University researchers and students create device designed to aid in Autism therapy
Two University researchers, with the help of their students, have created a touch-sensitive coloring book that assists in autism spectrum disorder therapy and treatment.
In a video released by the College of Engineering, University professor Dr. David Chesney and assistant professor Sean Ahlquist demonstrate how the device attempts to teach autistic children collaborative play.
Chesney teaches Computer Science and Engineering and Ahlquist is an assistant professor of Architecture. Every semester, Chesney’s students work alongside him to create a new technology related to a specific disability.
This past semester, Chesney and Ahlquist decided to work collaboratively to create the touch-sensitive device, which is part of a larger work on social sensory surfaces that Ahlquist and Chesney created with the help of Sile O’Modhrain, associate professor of Performing Arts Technology in The School of Music, Theatre & Dance.
The final creation works as a 3D coloring board that changes color based on how much pressure is applied to the board’s fabric. While coloring, patients learn how much pressure they are actually applying, which Ahlquist explains in the demonstration video is a common struggle for those living with Autism.

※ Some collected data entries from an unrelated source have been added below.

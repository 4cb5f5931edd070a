//! Access key storage for the key-authenticated values API.
//!
//! The key is looked up in the `ROLLCALL_API_KEY` environment variable first,
//! then in the OS keychain entry for the spreadsheet.

use anyhow::{Context, Result};
use keyring::Entry;
use tracing::debug;

const SERVICE_NAME: &str = "rollcall";

/// Environment variable that overrides the stored key
pub const API_KEY_ENV: &str = "ROLLCALL_API_KEY";

pub struct KeyStore;

impl KeyStore {
    /// Store an access key for a spreadsheet in the OS keychain
    pub fn store(sheet_id: &str, key: &str) -> Result<()> {
        let entry = Entry::new(SERVICE_NAME, sheet_id)
            .context("Failed to create keyring entry")?;
        entry
            .set_password(key)
            .context("Failed to store access key in keychain")?;
        Ok(())
    }

    /// Retrieve the stored access key for a spreadsheet
    pub fn get(sheet_id: &str) -> Result<String> {
        let entry = Entry::new(SERVICE_NAME, sheet_id)
            .context("Failed to create keyring entry")?;
        entry
            .get_password()
            .context("Failed to retrieve access key from keychain")
    }

    /// Delete the stored access key for a spreadsheet
    pub fn delete(sheet_id: &str) -> Result<()> {
        let entry = Entry::new(SERVICE_NAME, sheet_id)
            .context("Failed to create keyring entry")?;
        entry
            .delete_credential()
            .context("Failed to delete access key from keychain")?;
        Ok(())
    }

    /// Resolve the key to use: environment first, then keychain.
    pub fn resolve(sheet_id: &str) -> Option<String> {
        if let Some(key) = std::env::var(API_KEY_ENV).ok().filter(|k| !k.trim().is_empty()) {
            return Some(key.trim().to_string());
        }
        match Self::get(sheet_id) {
            Ok(key) => Some(key),
            Err(e) => {
                debug!(error = %e, "No access key in keychain");
                None
            }
        }
    }
}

“Often, there can be a challenge for children with autism that they don’t understand the amount of pressure that they are applying to do certain tasks,” Ahlquist says. “Therefore, they can often use an inappropriate amount of pressure — whether it’s too much pressure or too little pressure,” Ahlquist said. “With this technology...the textile, which can be designed as a stretchable surface, we can use that as a kind of gradation of input, so not just sensing when it’s touched, but sensing how much force is being applied with each individual touch.”
This device’s test subject was Ahlquist’s five-year-old daughter, Ara, who is autistic. The students were able to meet her and develop a device that would be beneficial to her, according to Ahlquist.

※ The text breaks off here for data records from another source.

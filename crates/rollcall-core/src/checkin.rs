//! Matching and attendance in one step.

use thiserror::Error;
use tracing::info;

use crate::attendance::{AttendanceRecorder, VisitOutcome};
use crate::matcher::match_token;
use crate::models::User;

/// No roster entry matches the token. Shown to the operator as a transient
/// "unregistered member" notice.
#[derive(Error, Debug, Clone, PartialEq, Eq)]
#[error("Unregistered member: nothing on the roster matches '{token}'")]
pub struct UnrecognizedToken {
    pub token: String,
}

#[derive(Debug, Clone, PartialEq, Eq)]
pub struct CheckIn {
    pub user: User,
    pub outcome: VisitOutcome,
}

/// Resolve `token` against the roster and record today's visit.
pub fn check_in(
    token: &str,
    roster: &[User],
    recorder: &AttendanceRecorder,
) -> Result<CheckIn, UnrecognizedToken> {
    let user = match_token(token, roster).ok_or_else(|| UnrecognizedToken {
        token: token.trim().to_string(),
    })?;

    let outcome = recorder.record_visit_today(&user.identifier);
    info!(serial = user.serial, ?outcome, "Check-in");
    Ok(CheckIn {
        user: user.clone(),
        outcome,
    })
}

“The students actually [looked] at some of the strengths and challenges that my daughter faces… she has a lot of sensory issues, so the use of a textile to interact and play and communicate is more definitely satisfying than just a glass screen,” Ahlquist said.

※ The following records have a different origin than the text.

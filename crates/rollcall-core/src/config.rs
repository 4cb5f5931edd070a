//! Application configuration management.
//!
//! This module handles loading and saving the deployment configuration:
//! which spreadsheet to read, which tab and range, and the roster schema.
//!
//! Configuration is stored at `~/.config/rollcall/config.json`.

use std::path::{Path, PathBuf};

use anyhow::{Context, Result};
use serde::{Deserialize, Serialize};

use crate::models::RosterSchema;

/// Application name used for config/data directory paths
const APP_NAME: &str = "rollcall";

/// Config file name
const CONFIG_FILE: &str = "config.json";

/// Attendance store file name in the data directory
const ATTENDANCE_FILE: &str = "attendance.json";

const DEFAULT_SHEET_GID: &str = "0";
const DEFAULT_RANGE: &str = "A:H";

fn default_sheet_gid() -> String {
    DEFAULT_SHEET_GID.to_string()
}

fn default_range() -> String {
    DEFAULT_RANGE.to_string()
}

#[derive(Debug, Clone, Serialize, Deserialize)]
pub struct Config {
    pub sheet_id: Option<String>,
    /// Tab id used by the CSV export.
    #[serde(default = "default_sheet_gid")]
    pub sheet_gid: String,
    /// Cell range used by the values API, e.g. `Sheet1!A:H`.
    #[serde(default = "default_range")]
    pub range: String,
    #[serde(default)]
    pub schema: RosterSchema,
}

impl Default for Config {
    fn default() -> Self {
        Self {
            sheet_id: None,
            sheet_gid: default_sheet_gid(),
            range: default_range(),
            schema: RosterSchema::default(),
        }
    }
}

impl Config {
    pub fn load() -> Result<Self> {
        Self::load_from(&Self::config_path()?)
    }

    pub fn save(&self) -> Result<()> {
        self.save_to(&Self::config_path()?)
    }

    pub fn load_from(path: &Path) -> Result<Self> {
        if path.exists() {
            let contents = std::fs::read_to_string(path)
                .with_context(|| format!("Failed to read config file: {}", path.display()))?;
            serde_json::from_str(&contents)
                .with_context(|| format!("Failed to parse config file: {}", path.display()))
        } else {
            Ok(Self::default())
        }
    }

    pub fn save_to(&self, path: &Path) -> Result<()> {
        if let Some(parent) = path.parent() {
            std::fs::create_dir_all(parent)?;
        }
        let contents = serde_json::to_string_pretty(self)?;
        std::fs::write(path, contents)?;
        Ok(())
    }

    pub fn config_path() -> Result<PathBuf> {
        let config_dir = dirs::config_dir()
            .ok_or_else(|| anyhow::anyhow!("Could not find config directory"))?;
        Ok(config_dir.join(APP_NAME).join(CONFIG_FILE))
    }

    pub fn data_dir(&self) -> Result<PathBuf> {
        let data_dir = dirs::data_dir()
            .ok_or_else(|| anyhow::anyhow!("Could not find data directory"))?;
        Ok(data_dir.join(APP_NAME))
    }

    pub fn attendance_path(&self) -> Result<PathBuf> {
        Ok(self.data_dir()?.join(ATTENDANCE_FILE))
    }

    /// Build the per-call fetch parameters. Fails if no spreadsheet is configured.
    pub fn fetch_config(&self, api_key: Option<String>) -> Result<FetchConfig> {
        let sheet_id = self
            .sheet_id
            .clone()
            .filter(|id| !id.trim().is_empty())
            .ok_or_else(|| anyhow::anyhow!("No spreadsheet configured - run `rollcall config set --sheet-id <ID>`"))?;

        Ok(FetchConfig {
            sheet_id,
            sheet_gid: self.sheet_gid.clone(),
            range: self.range.clone(),
            api_key,
            schema: self.schema.clone(),
        })
    }
}

/// Everything one roster fetch needs. Built fresh for every call; the core
/// keeps no connection state between fetches.
#[derive(Debug, Clone, PartialEq, Eq)]
pub struct FetchConfig {
    pub sheet_id: String,
    pub sheet_gid: String,
    pub range: String,
    pub api_key: Option<String>,
    pub schema: RosterSchema,
}

impl FetchConfig {
    /// Zero-based column index the configured range starts at.
    pub fn range_start_column(&self) -> usize {
        range_start_column(&self.range)
    }
}

/// Longest column reference a sheet allows (`ZZZ`).
const MAX_COLUMN_LETTERS: usize = 3;

/// Zero-based index of the first column in an A1-notation range.
/// `"Sheet1!B:I"` -> 1, `"A:H"` -> 0, `"AA2:AC"` -> 26. A bare tab name
/// covers the whole sheet and starts at column A.
pub fn range_start_column(range: &str) -> usize {
    if !range.contains('!') && !range.contains(':') {
        return 0;
    }
    let cells = range.rsplit('!').next().unwrap_or(range);
    let start = cells.split(':').next().unwrap_or(cells);

    let letters: Vec<u32> = start
        .trim()
        .trim_start_matches('$')
        .chars()
        .take_while(|c| c.is_ascii_alphabetic())
        .map(|c| u32::from(c.to_ascii_uppercase()) - u32::from('A') + 1)
        .collect();

    if letters.is_empty() || letters.len() > MAX_COLUMN_LETTERS {
        return 0;
    }
    let number = letters.iter().fold(0usize, |acc, &d| acc * 26 + d as usize);
    number - 1
}
use serde::{Deserialize, Serialize};

/// Column position of each semantic field within a sheet row.
///
/// `birthdate` and `phone` are the two required-presence columns the
/// validator checks. Optional columns that are absent from a deployment's
/// sheet read as empty strings.
#[derive(Debug, Clone, PartialEq, Eq, Serialize, Deserialize)]
pub struct ColumnMap {
    pub serial: usize,
    pub name: usize,
    pub birthdate: usize,
    pub phone: usize,
    #[serde(default)]
    pub identifier: Option<usize>,
    #[serde(default)]
    pub gender: Option<usize>,
    #[serde(default)]
    pub district: Option<usize>,
    #[serde(default)]
    pub address: Option<usize>,
    #[serde(default)]
    pub category: Option<usize>,
}

impl ColumnMap {
    /// Number of columns a row written with this map occupies.
    pub fn width(&self) -> usize {
        [
            Some(self.serial),
            Some(self.name),
            Some(self.birthdate),
            Some(self.phone),
            self.identifier,
            self.gender,
            self.district,
            self.address,
            self.category,
        ]
        .into_iter()
        .flatten()
        .max()
        .map_or(0, |max| max + 1)
    }
}

/// Sheet layout selected once per deployment.
#[derive(Debug, Clone, PartialEq, Eq, Serialize, Deserialize, Default)]
#[serde(tag = "kind", rename_all = "snake_case")]
pub enum RosterSchema {
    /// `연번, 성명, 생년월일, 성별, 관할동, 주소, 연락처, 보호유형`.
    /// The identifier is the serial rendered as text.
    #[default]
    Serial,
    /// `번호, ID, 성함, 연락처, 가입일` - the older layout keyed by a short
    /// opaque code. The join date stands in for the birthdate column.
    Opaque,
    /// Explicit column positions for sheets that follow neither layout.
    Custom(ColumnMap),
}

impl RosterSchema {
    pub fn columns(&self) -> ColumnMap {
        match self {
            RosterSchema::Serial => ColumnMap {
                serial: 0,
                name: 1,
                birthdate: 2,
                phone: 6,
                identifier: None,
                gender: Some(3),
                district: Some(4),
                address: Some(5),
                category: Some(7),
            },
            RosterSchema::Opaque => ColumnMap {
                serial: 0,
                name: 2,
                birthdate: 4,
                phone: 3,
                identifier: Some(1),
                gender: None,
                district: None,
                address: None,
                category: None,
            },
            RosterSchema::Custom(map) => map.clone(),
        }
    }

    /// Whether members carry a code of their own rather than their serial.
    pub fn has_identifier_column(&self) -> bool {
        self.columns().identifier.is_some()
    }
}

impl std::fmt::Display for RosterSchema {
    fn fmt(&self, f: &mut std::fmt::Formatter<'_>) -> std::fmt::Result {
        match self {
            RosterSchema::Serial => write!(f, "serial"),
            RosterSchema::Opaque => write!(f, "opaque"),
            RosterSchema::Custom(map) => write!(f, "custom ({} columns)", map.width()),
        }
    }
}

#[cfg(test)]
mod tests {
    use super::*;

    #[test]
    fn test_builtin_widths() {
        assert_eq!(RosterSchema::Serial.columns().width(), 8);
        assert_eq!(RosterSchema::Opaque.columns().width(), 5);
    }

    #[test]
    fn test_custom_width_ignores_missing_columns() {
        let map = ColumnMap {
            serial: 0,
            name: 1,
            birthdate: 2,
            phone: 3,
            identifier: None,
            gender: None,
            district: None,
            address: None,
            category: None,
        };
        assert_eq!(map.width(), 4);
        assert!(!RosterSchema::Custom(map).has_identifier_column());
        assert!(RosterSchema::Opaque.has_identifier_column());
    }

    #[test]
    fn test_schema_serde_tagged() {
        let json = serde_json::to_string(&RosterSchema::Opaque).expect("serialize schema");
        assert_eq!(json, r#"{"kind":"opaque"}"#);

        let custom: RosterSchema = serde_json::from_str(
            r#"{"kind":"custom","serial":0,"name":1,"birthdate":2,"phone":3}"#,
        )
        .expect("parse custom schema");
        assert_eq!(custom.columns().phone, 3);
        assert_eq!(custom.columns().district, None);
    }
}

The video has received over 3,200 views since its posting a week ago and has been shared by Autism Speaks, a well-known organization that promotes autism awareness.
When asked what they hoped the students would gain from this research experience, both Chesney and Ahlquist focus on the awareness of others in the development of the student’s creations.
“There are many more audiences and unique needs for software than they traditionally considered,” Chesney said. “Considering these unique needs hopefully makes them better software engineers.”
Alhquist echoed Chesney’s statement.
“What I hope they took away was a better understanding of how to develop technology specifically for this set of children, for children that have autism, because it’s a very unique challenge to address,” Ahlquist said.